Mouse
Sega Dreamcast専用の公式ポインティングデバイス。対応ゲームやインターネットブラウザでの操作において真価を発揮する実用的な周辺機器です。
説明
Dreamcast用マウスは、コンソールのコントローラーポートに接続してPC用マウスと同様の操作を実現する周辺機器です。アナログスティック入力に代わる、より精密なカーソル制御を可能にします。そのデザインは当時のPC用マウスに準拠しており、2ボタン、スクロールホイール、サイドボタンを備え、筐体はDreamcast本体のホワイトカラーに合わせた意匠となっています。セガは、キーボードやブロードバンドアダプタと並び、PCに近い機能性を追求する戦略の一環として本機を位置づけていました。
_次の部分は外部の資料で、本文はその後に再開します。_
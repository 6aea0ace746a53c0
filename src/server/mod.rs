//! JSON HTTP server for the record log.
//!
//! The server is a thin adapter over [`RecordLog`](crate::RecordLog): it
//! decodes request bodies, invokes the log, and encodes the result back to
//! the caller. `OffsetNotFound` becomes 404, a malformed body becomes 400,
//! and anything else becomes 500.

mod config;
pub mod error;
pub mod handlers;
mod http;
pub mod metrics;
mod middleware;
pub mod request;
pub mod response;

pub use config::{CliArgs, ServerConfig};
pub use http::LogServer;
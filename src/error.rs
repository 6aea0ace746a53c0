use crate::model::Offset;

/// Error type for record log operations.
#[derive(Debug, Clone, PartialEq, Eq)]
pub enum Error {
    /// The requested offset has not been assigned yet.
    ///
    /// Callers can match on this variant directly; the offset that was asked
    /// for is carried in the error.
    OffsetNotFound(Offset),
    /// Invalid input or parameter errors
    InvalidInput(String),
    /// Encoding/decoding errors
    Encoding(String),
}

impl std::error::Error for Error {}

impl std::fmt::Display for Error {
    fn fmt(&self, f: &mut std::fmt::Formatter) -> std::fmt::Result {
        match self {
            Error::OffsetNotFound(offset) => write!(f, "offset not found: {}", offset),
            Error::InvalidInput(msg) => write!(f, "Invalid input: {}", msg),
            Error::Encoding(msg) => write!(f, "Encoding error: {}", msg),
        }
    }
}

/// Result type alias for record log operations
pub type Result<T> = std::result::Result<T, Error>;

#[cfg(test)]
mod tests {
    use super::*;

    #[test]
    fn should_compare_offset_not_found_by_value() {
        // given
        let err = Error::OffsetNotFound(42);

        // then - distinguishable without string matching
        assert_eq!(err, Error::OffsetNotFound(42));
        assert_ne!(err, Error::OffsetNotFound(43));
        assert_ne!(err, Error::InvalidInput("offset not found: 42".to_string()));
    }

    #[test]
    fn should_display_offset_in_message() {
        // given
        let err = Error::OffsetNotFound(7);

        // when
        let msg = err.to_string();

        // then
        assert_eq!(msg, "offset not found: 7");
    }
}
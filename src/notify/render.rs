// src/notify/render.rs
//! Digest body rendering (plain text + HTML).

use chrono::NaiveDate;
use html_escape::{encode_double_quoted_attribute, encode_text};
use std::fmt::Write as _;

use crate::ingest::types::TrendItem;

const STYLE: &str = "body{font-family:Arial,sans-serif;margin:20px}\
.header{background:#f4f4f4;padding:20px;border-radius:5px}\
.item{margin:20px 0;padding:15px;border-left:4px solid #007acc;background:#f9f9f9}\
.title{color:#333;font-size:16px;margin-bottom:5px}\
.source{color:#666;font-size:12px}\
.points{color:#007acc;font-weight:bold}\
a{color:#007acc;text-decoration:none}";

pub struct Digest<'a> {
    items: &'a [TrendItem],
    date: NaiveDate,
}

impl<'a> Digest<'a> {
    pub fn new(items: &'a [TrendItem], date: NaiveDate) -> Self {
        Self { items, date }
    }

    fn date_str(&self) -> String {
        self.date.format("%B %d, %Y").to_string()
    }

    pub fn subject(&self) -> String {
        format!("Daily AI/ML Tech Trends - {}", self.date_str())
    }

    pub fn to_plain(&self) -> String {
        let mut out = format!("Daily AI/ML Tech Trends - {}\n\n", self.date_str());
        for (i, it) in self.items.iter().enumerate() {
            let _ = writeln!(out, "{}. {}", i + 1, it.title());
            let _ = writeln!(out, "   {}", it.url());
            if it.popularity() > 0 {
                let _ = writeln!(out, "   Source: {} | {} points", it.source_label(), it.popularity());
            } else {
                let _ = writeln!(out, "   Source: {}", it.source_label());
            }
            out.push('\n');
        }
        out
    }

    pub fn to_html(&self) -> String {
        let mut out = String::with_capacity(1024 + self.items.len() * 256);
        let _ = write!(
            out,
            "<html><head><meta charset=\"utf-8\"><style>{STYLE}</style></head><body>\
<div class=\"header\"><h1>Daily AI/ML Tech Trends</h1>\
<p>The latest in AI, Machine Learning and Data Science</p>\
<p><strong>Date:</strong> {}</p></div>",
            encode_text(&self.date_str())
        );

        for (i, it) in self.items.iter().enumerate() {
            let points = if it.popularity() > 0 {
                format!(" <span class=\"points\">&#9733; {}</span>", it.popularity())
            } else {
                String::new()
            };
            let _ = write!(
                out,
                "<div class=\"item\"><div class=\"title\"><strong>{n}. <a href=\"{href}\" target=\"_blank\">{title}</a></strong></div>\
<div class=\"source\">Source: {source}{points}</div></div>",
                n = i + 1,
                href = encode_double_quoted_attribute(it.url()),
                title = encode_text(it.title()),
                source = encode_text(it.source_label()),
            );
        }

        out.push_str(
            "<div class=\"header\" style=\"margin-top:30px\">\
<p><em>Generated automatically by tech-trends-digest.</em></p></div></body></html>",
        );
        out
    }
}

#[cfg(test)]
mod tests {
    use super::*;

    fn date() -> NaiveDate {
        NaiveDate::from_ymd_opt(2025, 9, 6).unwrap()
    }

    #[test]
    fn subject_has_long_date() {
        let d = Digest::new(&[], date());
        assert_eq!(d.subject(), "Daily AI/ML Tech Trends - September 06, 2025");
    }

    #[test]
    fn html_escapes_titles_and_urls() {
        let items = vec![TrendItem::new(
            "<script>alert(1)</script> & co",
            "https://x.test/?a=1&b=\"2\"",
            3,
            "Hacker News",
        )
        .unwrap()];
        let html = Digest::new(&items, date()).to_html();
        assert!(!html.contains("<script>"));
        assert!(html.contains("&lt;script&gt;"));
        assert!(html.contains("&amp; co"));
        assert!(!html.contains("b=\"2\""));
    }

    #[test]
    fn popularity_only_shown_when_positive() {
        let items = vec![
            TrendItem::new("Starred", "https://g.test/a", 42, "GitHub").unwrap(),
            TrendItem::new("Paper", "http://arxiv.org/abs/1", 0, "arXiv").unwrap(),
        ];
        let plain = Digest::new(&items, date()).to_plain();
        assert!(plain.contains("1. Starred"));
        assert!(plain.contains("Source: GitHub | 42 points"));
        assert!(plain.contains("2. Paper"));
        assert!(plain.contains("Source: arXiv\n"));

        let html = Digest::new(&items, date()).to_html();
        assert_eq!(html.matches("class=\"points\"").count(), 1);
    }
}
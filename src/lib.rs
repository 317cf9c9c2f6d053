// src/lib.rs
// Public library surface for the binary and integration tests.

pub mod config;
pub mod ingest;
pub mod ledger;
pub mod metrics;
pub mod notify;
pub mod observer;
pub mod pipeline;
pub mod rank;

// ---- Re-exports for stable public API ----
pub use crate::ingest::types::{SourceAdapter, TrendItem};
pub use crate::ledger::{DeliveryLedger, LedgerStore};
pub use crate::notify::Notifier;
pub use crate::observer::{PipelineEvent, PipelineObserver, TracingObserver};
pub use crate::pipeline::{DigestPipeline, RunOutcome, RunReport};
pub use crate::rank::select;
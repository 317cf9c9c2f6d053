// src/ingest/providers/mod.rs
pub mod arxiv;
pub mod github;
pub mod hacker_news;
pub mod newsapi;
pub mod reddit;

use std::sync::Arc;
use std::time::Duration;

use anyhow::{Context, Result};
use reqwest::{Client, RequestBuilder};

use crate::config::SourceSettings;
use crate::ingest::types::SourceAdapter;

/// Reddit and GitHub reject requests without a browser-ish agent.
const USER_AGENT: &str = concat!(
    "Mozilla/5.0 (X11; Linux x86_64) tech-trends-digest/",
    env!("CARGO_PKG_VERSION")
);

/// Shared client for all providers; `timeout` bounds every single request.
pub fn http_client(timeout: Duration) -> Result<Client> {
    Client::builder()
        .timeout(timeout)
        .user_agent(USER_AGENT)
        .build()
        .context("building provider http client")
}

/// Send `req`, require a 2xx status, return the body text.
pub(crate) async fn get_body(req: RequestBuilder, provider: &str) -> Result<String> {
    let resp = req
        .send()
        .await
        .with_context(|| format!("{provider} http get()"))?
        .error_for_status()
        .with_context(|| format!("{provider} non-2xx"))?;
    resp.text()
        .await
        .with_context(|| format!("{provider} http .text()"))
}

/// Build the enabled adapters in their fixed invocation order.
/// NewsAPI is only included when a key is configured.
pub fn default_adapters(
    sources: &SourceSettings,
    newsapi_key: Option<&str>,
    client: &Client,
) -> Vec<Arc<dyn SourceAdapter>> {
    let mut out: Vec<Arc<dyn SourceAdapter>> = Vec::new();

    if sources.hacker_news.enabled {
        out.push(Arc::new(hacker_news::HackerNewsProvider::new(
            client.clone(),
            sources.hacker_news.clone(),
        )));
    }
    if sources.reddit.enabled {
        out.push(Arc::new(reddit::RedditProvider::new(
            client.clone(),
            sources.reddit.clone(),
        )));
    }
    if sources.arxiv.enabled {
        out.push(Arc::new(arxiv::ArxivProvider::new(
            client.clone(),
            sources.arxiv.clone(),
        )));
    }
    if sources.github.enabled {
        out.push(Arc::new(github::GithubProvider::new(
            client.clone(),
            sources.github.clone(),
        )));
    }
    match newsapi_key {
        Some(key) if sources.newsapi.enabled => {
            out.push(Arc::new(newsapi::NewsApiProvider::new(
                client.clone(),
                key.to_string(),
                sources.newsapi.clone(),
            )));
        }
        Some(_) => {}
        None => tracing::info!("NEWSAPI_KEY not set, skipping NewsAPI"),
    }

    out
}

#[cfg(test)]
mod tests {
    use super::*;

    #[test]
    fn newsapi_only_with_key() {
        let client = http_client(Duration::from_secs(1)).unwrap();
        let sources = SourceSettings::default();

        let without: Vec<_> = default_adapters(&sources, None, &client)
            .iter()
            .map(|a| a.name())
            .collect();
        assert_eq!(without, vec!["Hacker News", "Reddit", "arXiv", "GitHub"]);

        let with = default_adapters(&sources, Some("k"), &client);
        assert_eq!(with.last().map(|a| a.name()), Some("NewsAPI"));
    }

    #[test]
    fn disabled_sources_are_skipped() {
        let client = http_client(Duration::from_secs(1)).unwrap();
        let mut sources = SourceSettings::default();
        sources.reddit.enabled = false;
        sources.github.enabled = false;
        let names: Vec<_> = default_adapters(&sources, None, &client)
            .iter()
            .map(|a| a.name())
            .collect();
        assert_eq!(names, vec!["Hacker News", "arXiv"]);
    }
}
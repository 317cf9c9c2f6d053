// src/ingest/providers/reddit.rs
use std::time::Duration;

use anyhow::{anyhow, Context, Result};
use async_trait::async_trait;
use reqwest::Client;
use serde::Deserialize;

use crate::config::RedditSettings;
use crate::ingest::normalize_title;
use crate::ingest::providers::get_body;
use crate::ingest::types::{SourceAdapter, TrendItem};

const DEFAULT_BASE: &str = "https://www.reddit.com";
const PERMALINK_BASE: &str = "https://reddit.com";

#[derive(Debug, Deserialize)]
struct Listing {
    data: ListingData,
}

#[derive(Debug, Deserialize)]
struct ListingData {
    #[serde(default)]
    children: Vec<Child>,
}

#[derive(Debug, Deserialize)]
struct Child {
    data: Post,
}

#[derive(Debug, Deserialize)]
struct Post {
    title: Option<String>,
    permalink: Option<String>,
    #[serde(default)]
    score: i64,
    #[serde(default)]
    is_self: bool,
}

/// Parse one `/r/{sub}/hot.json` listing. Self posts are skipped; the
/// permalink (not the outbound link) is the stable identifier.
pub fn parse_listing(subreddit: &str, body: &str) -> Result<Vec<TrendItem>> {
    let listing: Listing = serde_json::from_str(body)
        .with_context(|| format!("parsing r/{subreddit} listing json"))?;
    let label = format!("r/{subreddit}");
    let items = listing
        .data
        .children
        .into_iter()
        .map(|c| c.data)
        .filter(|p| !p.is_self)
        .filter_map(|p| {
            let title = normalize_title(p.title.as_deref()?);
            let url = format!("{PERMALINK_BASE}{}", p.permalink?);
            TrendItem::new(title, url, p.score.max(0) as u64, label.clone())
        })
        .collect();
    Ok(items)
}

/// Hot posts from several subreddits, one request each, spaced out by
/// `delay_ms` so Reddit does not throttle us.
pub struct RedditProvider {
    client: Client,
    base: String,
    settings: RedditSettings,
}

impl RedditProvider {
    pub fn new(client: Client, settings: RedditSettings) -> Self {
        Self {
            client,
            base: DEFAULT_BASE.to_string(),
            settings,
        }
    }

    pub fn with_endpoint(mut self, base: impl Into<String>) -> Self {
        self.base = base.into().trim_end_matches('/').to_string();
        self
    }

    async fn fetch_subreddit(&self, subreddit: &str) -> Result<Vec<TrendItem>> {
        let url = format!("{}/r/{subreddit}/hot.json", self.base);
        let limit = self.settings.limit_per_subreddit.to_string();
        let req = self.client.get(url).query(&[("limit", limit.as_str())]);
        let body = get_body(req, "Reddit").await?;
        parse_listing(subreddit, &body)
    }
}

#[async_trait]
impl SourceAdapter for RedditProvider {
    async fn fetch_latest(&self) -> Result<Vec<TrendItem>> {
        let delay = Duration::from_millis(self.settings.delay_ms);
        let mut out = Vec::new();
        let mut failures = 0usize;

        for (i, sub) in self.settings.subreddits.iter().enumerate() {
            if i > 0 && !delay.is_zero() {
                tokio::time::sleep(delay).await;
            }
            match self.fetch_subreddit(sub).await {
                Ok(mut items) => out.append(&mut items),
                Err(e) => {
                    failures += 1;
                    tracing::warn!(subreddit = %sub, error = ?e, "subreddit fetch failed, skipping");
                }
            }
        }

        if failures > 0 && failures == self.settings.subreddits.len() {
            return Err(anyhow!("all {failures} subreddit queries failed"));
        }
        Ok(out)
    }

    fn name(&self) -> &'static str {
        "Reddit"
    }
}
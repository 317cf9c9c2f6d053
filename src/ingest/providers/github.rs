// src/ingest/providers/github.rs
use anyhow::{Context, Result};
use async_trait::async_trait;
use reqwest::Client;
use serde::Deserialize;

use crate::config::GithubSettings;
use crate::ingest::normalize_title;
use crate::ingest::providers::get_body;
use crate::ingest::types::{SourceAdapter, TrendItem};

const DEFAULT_ENDPOINT: &str = "https://api.github.com/search/repositories";
const LABEL: &str = "GitHub";
const DESCRIPTION_MAX_CHARS: usize = 100;

#[derive(Debug, Deserialize)]
struct SearchResponse {
    #[serde(default)]
    items: Vec<Repo>,
}

#[derive(Debug, Deserialize)]
struct Repo {
    name: Option<String>,
    description: Option<String>,
    html_url: Option<String>,
    #[serde(default)]
    stargazers_count: u64,
}

fn repo_title(name: &str, description: Option<&str>) -> String {
    match description.map(str::trim).filter(|d| !d.is_empty()) {
        Some(d) => {
            let short: String = d.chars().take(DESCRIPTION_MAX_CHARS).collect();
            format!("{name} - {short}...")
        }
        None => name.to_string(),
    }
}

/// Parse a repository search body; stars are the popularity signal.
pub fn parse_search(body: &str) -> Result<Vec<TrendItem>> {
    let resp: SearchResponse =
        serde_json::from_str(body).context("parsing github search json")?;
    let items = resp
        .items
        .into_iter()
        .filter_map(|r| {
            let title = normalize_title(&repo_title(r.name.as_deref()?, r.description.as_deref()));
            TrendItem::new(title, r.html_url?, r.stargazers_count, LABEL)
        })
        .collect();
    Ok(items)
}

pub struct GithubProvider {
    client: Client,
    endpoint: String,
    settings: GithubSettings,
}

impl GithubProvider {
    pub fn new(client: Client, settings: GithubSettings) -> Self {
        Self {
            client,
            endpoint: DEFAULT_ENDPOINT.to_string(),
            settings,
        }
    }

    pub fn with_endpoint(mut self, endpoint: impl Into<String>) -> Self {
        self.endpoint = endpoint.into();
        self
    }
}

#[async_trait]
impl SourceAdapter for GithubProvider {
    async fn fetch_latest(&self) -> Result<Vec<TrendItem>> {
        let per_page = self.settings.per_page.to_string();
        let req = self
            .client
            .get(&self.endpoint)
            .header(reqwest::header::ACCEPT, "application/vnd.github+json")
            .query(&[
                ("q", self.settings.query.as_str()),
                ("sort", "stars"),
                ("order", "desc"),
                ("per_page", per_page.as_str()),
            ]);
        let body = get_body(req, LABEL).await?;
        parse_search(&body)
    }

    fn name(&self) -> &'static str {
        LABEL
    }
}
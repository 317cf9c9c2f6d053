// src/ingest/providers/newsapi.rs
use anyhow::{bail, Context, Result};
use async_trait::async_trait;
use reqwest::Client;
use serde::Deserialize;

use crate::config::NewsApiSettings;
use crate::ingest::normalize_title;
use crate::ingest::types::{SourceAdapter, TrendItem};

const DEFAULT_ENDPOINT: &str = "https://newsapi.org/v2/everything";
/// NewsAPI keeps taken-down articles around with this placeholder title.
const REMOVED_MARKER: &str = "[Removed]";

#[derive(Debug, Deserialize)]
struct EverythingResponse {
    status: String,
    message: Option<String>,
    #[serde(default)]
    articles: Vec<Article>,
}

#[derive(Debug, Deserialize)]
struct Article {
    title: Option<String>,
    url: Option<String>,
    source: Option<ArticleSource>,
}

#[derive(Debug, Deserialize)]
struct ArticleSource {
    name: Option<String>,
}

/// Parse an `/v2/everything` body. A non-"ok" status is an error even though
/// NewsAPI reports it in the body; articles carry no popularity signal.
pub fn parse_everything(body: &str) -> Result<Vec<TrendItem>> {
    let resp: EverythingResponse =
        serde_json::from_str(body).context("parsing newsapi json")?;
    if resp.status != "ok" {
        bail!(
            "newsapi status {}: {}",
            resp.status,
            resp.message.as_deref().unwrap_or("Unknown error")
        );
    }

    let items = resp
        .articles
        .into_iter()
        .filter(|a| {
            a.title
                .as_deref()
                .is_some_and(|t| !t.contains(REMOVED_MARKER))
        })
        .filter_map(|a| {
            let outlet = a
                .source
                .and_then(|s| s.name)
                .filter(|n| !n.trim().is_empty())
                .unwrap_or_else(|| "Unknown".to_string());
            let title = normalize_title(a.title.as_deref()?);
            TrendItem::new(title, a.url?, 0, format!("News: {outlet}"))
        })
        .collect();
    Ok(items)
}

pub struct NewsApiProvider {
    client: Client,
    endpoint: String,
    api_key: String,
    settings: NewsApiSettings,
}

impl NewsApiProvider {
    pub fn new(client: Client, api_key: String, settings: NewsApiSettings) -> Self {
        Self {
            client,
            endpoint: DEFAULT_ENDPOINT.to_string(),
            api_key,
            settings,
        }
    }

    pub fn with_endpoint(mut self, endpoint: impl Into<String>) -> Self {
        self.endpoint = endpoint.into();
        self
    }
}

#[async_trait]
impl SourceAdapter for NewsApiProvider {
    async fn fetch_latest(&self) -> Result<Vec<TrendItem>> {
        let page_size = self.settings.page_size.to_string();
        let resp = self
            .client
            .get(&self.endpoint)
            .header("X-Api-Key", &self.api_key)
            .query(&[
                ("q", self.settings.query.as_str()),
                ("sortBy", "popularity"),
                ("language", "en"),
                ("pageSize", page_size.as_str()),
            ])
            .send()
            .await
            .context("newsapi http get()")?;
        // Error statuses still carry a JSON body with a useful message.
        let body = resp.text().await.context("newsapi http .text()")?;
        parse_everything(&body)
    }

    fn name(&self) -> &'static str {
        "NewsAPI"
    }
}
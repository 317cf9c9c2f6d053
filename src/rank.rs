// src/rank.rs
//! Dedup + ranking: pure, no I/O.
//!
//! Policy for a url seen more than once in one run: last-seen-wins, and the
//! surviving copy keeps its own (last) position for tie ordering.

use std::collections::HashMap;

use crate::ingest::types::TrendItem;
use crate::ledger::DeliveryLedger;

pub const DEFAULT_LIMIT: usize = 20;

/// Filter `candidates` against `ledger`, collapse duplicate urls, sort by
/// popularity (descending, stable) and keep at most `limit`.
pub fn select(candidates: Vec<TrendItem>, ledger: &DeliveryLedger, limit: usize) -> Vec<TrendItem> {
    // 1) + 2) re-validate, drop already delivered
    let fresh: Vec<TrendItem> = candidates
        .into_iter()
        .filter(|it| !it.url().trim().is_empty() && !it.title().trim().is_empty())
        .filter(|it| !ledger.contains(it.url()))
        .collect();

    // 3) last occurrence of each url wins
    let mut last_idx: HashMap<&str, usize> = HashMap::with_capacity(fresh.len());
    for (i, it) in fresh.iter().enumerate() {
        last_idx.insert(it.url(), i);
    }
    let keep: Vec<bool> = fresh
        .iter()
        .enumerate()
        .map(|(i, it)| last_idx.get(it.url()) == Some(&i))
        .collect();
    let mut unique: Vec<TrendItem> = fresh
        .into_iter()
        .zip(keep)
        .filter_map(|(it, k)| k.then_some(it))
        .collect();

    // 4) `sort_by` is stable: equal popularity keeps candidate order
    unique.sort_by(|a, b| b.popularity().cmp(&a.popularity()));

    // 5)
    unique.truncate(limit);
    unique
}
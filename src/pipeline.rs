// src/pipeline.rs
//! # Digest Pipeline
//! One run: fetch all sources → filter against the ledger and rank →
//! notify → commit the sent urls to the ledger.
//!
//! The ledger is only touched after the notifier confirms delivery, so a
//! failed send leaves every item eligible for the next run.

use std::sync::Arc;
use std::time::Duration;

use chrono::Utc;
use serde::Serialize;

use crate::ingest::aggregate;
use crate::ingest::types::{SourceAdapter, TrendItem};
use crate::ledger::LedgerStore;
use crate::notify::Notifier;
use crate::observer::{PipelineEvent, PipelineObserver, TracingObserver};
use crate::rank::{select, DEFAULT_LIMIT};

const DEFAULT_ADAPTER_TIMEOUT: Duration = Duration::from_secs(60);

/// Terminal state of a run.
#[derive(Debug, Clone, Copy, PartialEq, Eq, Serialize)]
pub enum RunOutcome {
    /// Digest sent and ledger committed.
    Delivered,
    /// Nothing new to send; no notification, ledger untouched.
    NothingNew,
    /// Notifier reported failure; ledger untouched.
    NotificationFailed,
    /// Digest sent but the ledger could not be persisted.
    CommitFailed,
}

impl RunOutcome {
    pub fn is_success(self) -> bool {
        matches!(self, RunOutcome::Delivered | RunOutcome::NothingNew)
    }

    pub fn as_str(self) -> &'static str {
        match self {
            RunOutcome::Delivered => "delivered",
            RunOutcome::NothingNew => "nothing_new",
            RunOutcome::NotificationFailed => "notification_failed",
            RunOutcome::CommitFailed => "commit_failed",
        }
    }
}

#[derive(Debug, Clone, PartialEq, Eq, Serialize)]
pub struct RunReport {
    pub outcome: RunOutcome,
    /// Candidates collected from all sources.
    pub found: usize,
    /// Items that survived dedup + ranking.
    pub selected: usize,
    /// Items confirmed delivered.
    pub sent: usize,
}

pub struct DigestPipeline {
    adapters: Vec<Arc<dyn SourceAdapter>>,
    ledger: LedgerStore,
    notifier: Arc<dyn Notifier>,
    observer: Arc<dyn PipelineObserver>,
    limit: usize,
    adapter_timeout: Duration,
}

impl DigestPipeline {
    pub fn new(
        adapters: Vec<Arc<dyn SourceAdapter>>,
        ledger: LedgerStore,
        notifier: Arc<dyn Notifier>,
    ) -> Self {
        Self {
            adapters,
            ledger,
            notifier,
            observer: Arc::new(TracingObserver),
            limit: DEFAULT_LIMIT,
            adapter_timeout: DEFAULT_ADAPTER_TIMEOUT,
        }
    }

    pub fn with_observer(mut self, observer: Arc<dyn PipelineObserver>) -> Self {
        self.observer = observer;
        self
    }

    pub fn with_limit(mut self, limit: usize) -> Self {
        self.limit = limit;
        self
    }

    pub fn with_adapter_timeout(mut self, timeout: Duration) -> Self {
        self.adapter_timeout = timeout;
        self
    }

    /// FETCHING + FILTERING. Returns the candidate count and the ranked items.
    async fn collect(&self) -> (usize, Vec<TrendItem>) {
        let candidates = aggregate(&self.adapters, self.observer.as_ref(), self.adapter_timeout).await;
        let found = candidates.len();

        let ledger = match self.ledger.try_load().await {
            Ok(l) => l,
            Err(e) => {
                self.observer.on_event(&PipelineEvent::LedgerUnreadable {
                    reason: format!("{e:#}"),
                });
                Default::default()
            }
        };

        let ranked = select(candidates, &ledger, self.limit);
        tracing::debug!(
            found,
            selected = ranked.len(),
            ledger = ledger.len(),
            "candidates filtered"
        );
        (found, ranked)
    }

    /// Ranked items a run would send right now, without sending or committing.
    pub async fn preview(&self) -> Vec<TrendItem> {
        self.collect().await.1
    }

    pub async fn run(&self) -> RunReport {
        let report = self.run_inner().await;
        self.observer.on_event(&PipelineEvent::RunFinished {
            outcome: report.outcome,
            found: report.found,
            sent: report.sent,
        });
        report
    }

    async fn run_inner(&self) -> RunReport {
        let (found, ranked) = self.collect().await;
        let selected = ranked.len();
        let report = |outcome, sent| RunReport {
            outcome,
            found,
            selected,
            sent,
        };

        if ranked.is_empty() {
            return report(RunOutcome::NothingNew, 0);
        }

        if !self.notifier.send(&ranked).await {
            return report(RunOutcome::NotificationFailed, 0);
        }

        let sent_urls = ranked.iter().map(|it| it.url().to_string());
        match self.ledger.commit(sent_urls, Utc::now()).await {
            Ok(_) => report(RunOutcome::Delivered, selected),
            Err(e) => {
                self.observer.on_event(&PipelineEvent::CommitFailed {
                    reason: format!("{e:#}"),
                });
                report(RunOutcome::CommitFailed, selected)
            }
        }
    }
}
本作はQuake III ArenaやUnreal Tournament、そしてファンタシースターオンラインといった対応タイトルで利用可能です。また、ドリームパスポートやドリームキーなどのウェブブラウザディスクでもサポートされており、標準コントローラーよりも遥かに快適なオンライン操作を実現します。シューティングゲームではエイムやストレイフの高速化に貢献し、オンラインアプリケーションでは直感的なポイント&クリック操作を提供しました。このモデルは基本的に全世界共通でしたが、日本国内ではサイドボタン(戻るボタン)を廃止した仕様変更モデルが展開され、後にカラーバリエーションも追加されました。
発売当時は購入者が限られるニッチなアクセサリーという立ち位置でしたが、Dreamcastをメインのインターネット端末として利用する予定がなくても、特定のソフトウェアにおける代替入力手段としての価値は無視できません。対応ソフトこそ限られていたものの、Dreamcastの膨大な周辺機器ラインナップの中でも、極めて実用性の高いツールの一つと言えるでしょう。